Available data:
------------------------------------------------------------

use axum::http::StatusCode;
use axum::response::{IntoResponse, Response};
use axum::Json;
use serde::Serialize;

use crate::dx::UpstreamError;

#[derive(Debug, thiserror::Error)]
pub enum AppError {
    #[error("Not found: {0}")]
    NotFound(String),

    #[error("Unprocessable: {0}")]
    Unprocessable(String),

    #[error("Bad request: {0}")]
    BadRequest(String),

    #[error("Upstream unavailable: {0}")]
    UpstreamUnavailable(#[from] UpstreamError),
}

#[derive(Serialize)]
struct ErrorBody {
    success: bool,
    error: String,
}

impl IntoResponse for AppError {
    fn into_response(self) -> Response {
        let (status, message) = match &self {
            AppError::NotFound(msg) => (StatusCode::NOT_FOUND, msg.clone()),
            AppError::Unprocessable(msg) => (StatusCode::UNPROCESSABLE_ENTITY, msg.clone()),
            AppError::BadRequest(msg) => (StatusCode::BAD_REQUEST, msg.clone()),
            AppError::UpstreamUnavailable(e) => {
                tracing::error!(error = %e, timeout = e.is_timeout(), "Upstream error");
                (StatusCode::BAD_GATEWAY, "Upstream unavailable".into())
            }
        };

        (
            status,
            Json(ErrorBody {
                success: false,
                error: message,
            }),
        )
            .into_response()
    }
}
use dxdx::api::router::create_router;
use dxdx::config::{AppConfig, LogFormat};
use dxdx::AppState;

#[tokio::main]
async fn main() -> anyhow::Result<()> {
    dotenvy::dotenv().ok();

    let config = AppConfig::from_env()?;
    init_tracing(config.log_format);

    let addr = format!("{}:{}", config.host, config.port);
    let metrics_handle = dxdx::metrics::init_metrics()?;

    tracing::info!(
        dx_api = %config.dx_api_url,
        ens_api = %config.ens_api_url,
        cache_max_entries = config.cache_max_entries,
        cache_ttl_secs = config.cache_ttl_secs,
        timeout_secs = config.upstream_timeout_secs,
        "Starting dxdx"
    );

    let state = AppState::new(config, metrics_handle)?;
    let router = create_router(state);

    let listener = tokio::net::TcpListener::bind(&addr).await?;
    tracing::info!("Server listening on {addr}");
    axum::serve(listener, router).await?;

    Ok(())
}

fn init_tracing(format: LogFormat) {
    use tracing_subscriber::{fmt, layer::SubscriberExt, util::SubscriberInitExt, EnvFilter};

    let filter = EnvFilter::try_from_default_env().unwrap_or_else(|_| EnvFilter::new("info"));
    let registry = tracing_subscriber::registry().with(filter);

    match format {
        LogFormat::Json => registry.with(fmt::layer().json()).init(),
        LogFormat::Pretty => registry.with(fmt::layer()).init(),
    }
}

------------------------------------------------------------

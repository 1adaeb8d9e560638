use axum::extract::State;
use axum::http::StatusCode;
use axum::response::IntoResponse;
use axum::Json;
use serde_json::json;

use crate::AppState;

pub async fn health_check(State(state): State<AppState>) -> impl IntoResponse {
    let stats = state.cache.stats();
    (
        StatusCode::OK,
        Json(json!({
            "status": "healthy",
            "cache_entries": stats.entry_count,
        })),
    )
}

------------------------------------------------------------

Try it: Reproduce each line from the listing above that includes the word "dxdx".

Written solution:
use dxdx::api::router::create_router;
use dxdx::config::{AppConfig, LogFormat};
use dxdx::AppState;
    let metrics_handle = dxdx::metrics::init_metrics()?;
        "Starting dxdx"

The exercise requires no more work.